Directions for this task |
Find how many lines in the material hold the word "reload", then state that number and nothing more.

Materials provided |
-*-*-

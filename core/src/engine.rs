use crate::classifier::Classifier;
use crate::config::EngineConfig;
use crate::entities::EntityExtractor;
use crate::index::InvertedIndex;
use crate::persist::{DocumentStore, MemoryStore};
use crate::query::ParsedQuery;
use crate::rank::{DocTypeFilter, EntityFilter, Ranker, ScoringMode, SearchFilters};
use crate::snippet::{self, SnippetOptions};
use crate::tokenizer::Normalizer;
use crate::{DocId, DocType, Document, Entities, NewDocument};
use anyhow::{bail, Result};
use parking_lot::{Mutex, RwLock};
use serde::{Deserialize, Serialize};
use std::collections::HashMap;
use std::sync::atomic::{AtomicBool, Ordering};
use std::sync::Arc;
use uuid::Uuid;

#[derive(Debug, Clone, Default, PartialEq, Eq)]
pub struct SearchRequest {
    pub query: String,
    pub doc_type: DocTypeFilter,
    pub entity_type: EntityFilter,
    /// Accepted and carried, not used for filtering yet.
    pub entity_value: Option<String>,
    pub limit: Option<usize>,
}

impl SearchRequest {
    pub fn new(query: impl Into<String>) -> Self {
        Self { query: query.into(), ..Default::default() }
    }

    pub fn filters(&self) -> SearchFilters {
        SearchFilters { doc_type: self.doc_type, entity_type: self.entity_type }
    }
}

#[derive(Debug, Clone, PartialEq, Serialize, Deserialize)]
pub struct SearchHit {
    pub id: DocId,
    pub title: String,
    pub snippet: String,
    pub doc_type: DocType,
    pub entities: Entities,
    pub score: f64,
}

#[derive(Debug, Clone, PartialEq, Serialize)]
pub struct EngineStats {
    pub num_docs: usize,
    pub num_terms: usize,
    pub scoring: ScoringMode,
    pub lemmatizer: bool,
    pub entity_recognizer: bool,
}

/// Tokenizer, entity extractor and classifier, run once per ingested document.
pub struct Analyzer {
    normalizer: Normalizer,
    extractor: EntityExtractor,
    classifier: Classifier,
}

impl Analyzer {
    pub fn new(normalizer: Normalizer, extractor: EntityExtractor, classifier: Classifier) -> Self {
        Self { normalizer, extractor, classifier }
    }

    pub fn from_config(cfg: &EngineConfig) -> Self {
        Self::new(
            Normalizer::from_config(&cfg.analysis),
            EntityExtractor::from_config(&cfg.analysis),
            Classifier::from_config(&cfg.classifier),
        )
    }

    pub fn normalizer(&self) -> &Normalizer { &self.normalizer }

    /// Build a document with a fresh id. Tokens and entities come from title and
    /// body together; the label comes from the body.
    pub fn analyze(&self, input: &NewDocument) -> Document {
        let text = input.analysis_text();
        Document {
            id: Uuid::new_v4().to_string(),
            title: input.title.clone(),
            body: input.body.clone(),
            source: input.source.clone(),
            date: input.date.clone(),
            doc_type: self.classifier.classify(&input.body),
            tokens: self.normalizer.normalize(&text),
            entities: self.extractor.extract(&text),
        }
    }
}

#[derive(Default)]
struct Corpus {
    docs: HashMap<DocId, Document>,
    order: Vec<DocId>,
    index: InvertedIndex,
}

impl Corpus {
    fn insert(&mut self, doc: Document) {
        self.index.insert(&doc);
        if self.docs.insert(doc.id.clone(), doc.clone()).is_none() {
            self.order.push(doc.id);
        }
    }

    fn ordered(&self) -> Vec<Document> {
        self.order.iter().filter_map(|id| self.docs.get(id)).cloned().collect()
    }
}

/// Document index and search over an injected store.
///
/// Readers share the corpus lock for a whole search; ingests are serialized
/// and only hold the write lock to publish a document that is already persisted.
pub struct SearchEngine {
    analyzer: Analyzer,
    ranker: Ranker,
    snippet: SnippetOptions,
    store: Arc<dyn DocumentStore>,
    state: RwLock<Corpus>,
    writer: Mutex<()>,
    // set while the store holds data that could not be read; saving would overwrite it
    load_failed: AtomicBool,
}

impl SearchEngine {
    /// Build the engine and load the store. A store that cannot be read leaves
    /// the engine empty and read-only until `reload` succeeds.
    pub fn open(config: EngineConfig, store: Arc<dyn DocumentStore>) -> Self {
        let engine = Self {
            analyzer: Analyzer::from_config(&config),
            ranker: Ranker::new(config.ranking.scoring),
            snippet: config.snippet,
            store,
            state: RwLock::new(Corpus::default()),
            writer: Mutex::new(()),
            load_failed: AtomicBool::new(false),
        };
        if let Err(err) = engine.reload() {
            tracing::warn!(error = %err, "document store unreadable, starting with an empty index");
        }
        engine
    }

    pub fn in_memory(config: EngineConfig) -> Self { Self::open(config, Arc::new(MemoryStore::new())) }

    /// Replace corpus and index with the store's current contents.
    pub fn reload(&self) -> Result<usize> {
        let _guard = self.writer.lock();
        let loaded = match self.store.load_all() {
            Ok(loaded) => loaded,
            Err(err) => {
                self.load_failed.store(true, Ordering::SeqCst);
                return Err(err);
            }
        };
        let mut corpus = Corpus::default();
        for doc in loaded {
            if doc.id.trim().is_empty() {
                tracing::warn!(title = %doc.title, "skipping stored document without id");
                continue;
            }
            corpus.insert(doc);
        }
        let n = corpus.order.len();
        *self.state.write() = corpus;
        self.load_failed.store(false, Ordering::SeqCst);
        tracing::info!(num_docs = n, "index rebuilt from store");
        Ok(n)
    }

    pub fn analyze(&self, input: &NewDocument) -> Document { self.analyzer.analyze(input) }

    pub fn ingest(&self, input: NewDocument) -> Result<Document> {
        let mut docs = self.ingest_batch(vec![input])?;
        Ok(docs.remove(0))
    }

    /// Analyze, persist the whole collection once, then publish to readers.
    /// If the store rejects the snapshot nothing becomes visible.
    pub fn ingest_batch(&self, inputs: Vec<NewDocument>) -> Result<Vec<Document>> {
        let mut new_docs: Vec<Document> = inputs.iter().map(|input| self.analyzer.analyze(input)).collect();

        let _guard = self.writer.lock();
        if self.load_failed.load(Ordering::SeqCst) {
            bail!("document store could not be loaded; refusing to overwrite it until reload succeeds");
        }
        let mut snapshot = {
            let state = self.state.read();
            for doc in new_docs.iter_mut() {
                while state.docs.contains_key(&doc.id) {
                    doc.id = Uuid::new_v4().to_string();
                }
            }
            state.ordered()
        };
        snapshot.extend(new_docs.iter().cloned());
        self.store.save_all(&snapshot)?;

        let mut state = self.state.write();
        for doc in &new_docs {
            state.insert(doc.clone());
            tracing::info!(id = %doc.id, doc_type = %doc.doc_type, tokens = doc.tokens.len(), "document ingested");
        }
        Ok(new_docs)
    }

    pub fn search(&self, req: &SearchRequest) -> Vec<SearchHit> {
        let parsed = ParsedQuery::parse(&req.query);
        if !parsed.has_scored_terms() {
            return Vec::new();
        }
        if let Some(value) = req.entity_value.as_deref().filter(|v| !v.is_empty()) {
            tracing::debug!(entity_value = value, "entity_value does not narrow results");
        }

        let state = self.state.read();
        let ranked = self.ranker.rank(&parsed, &req.filters(), self.analyzer.normalizer(), &state.index, &state.docs);
        let terms = parsed.highlight_terms();
        let limit = req.limit.unwrap_or(usize::MAX);
        ranked
            .into_iter()
            .take(limit)
            .filter_map(|(id, score)| {
                let doc = state.docs.get(&id)?;
                Some(SearchHit {
                    id,
                    title: doc.title.clone(),
                    snippet: snippet::render(&doc.body, &terms, &self.snippet),
                    doc_type: doc.doc_type,
                    entities: doc.entities.clone(),
                    score,
                })
            })
            .collect()
    }

    pub fn get(&self, id: &str) -> Option<Document> { self.state.read().docs.get(id).cloned() }

    /// All documents in ingest order.
    pub fn documents(&self) -> Vec<Document> { self.state.read().ordered() }

    pub fn len(&self) -> usize { self.state.read().order.len() }

    pub fn is_empty(&self) -> bool { self.len() == 0 }

    /// Whether the last load from the store failed and ingest is blocked.
    pub fn is_read_only(&self) -> bool { self.load_failed.load(Ordering::SeqCst) }

    pub fn stats(&self) -> EngineStats {
        let state = self.state.read();
        EngineStats {
            num_docs: state.order.len(),
            num_terms: state.index.num_terms(),
            scoring: self.ranker.mode(),
            lemmatizer: self.analyzer.normalizer.has_lemmatizer(),
            entity_recognizer: self.analyzer.extractor.has_recognizer(),
        }
    }
}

-*-*-

Your solution |
4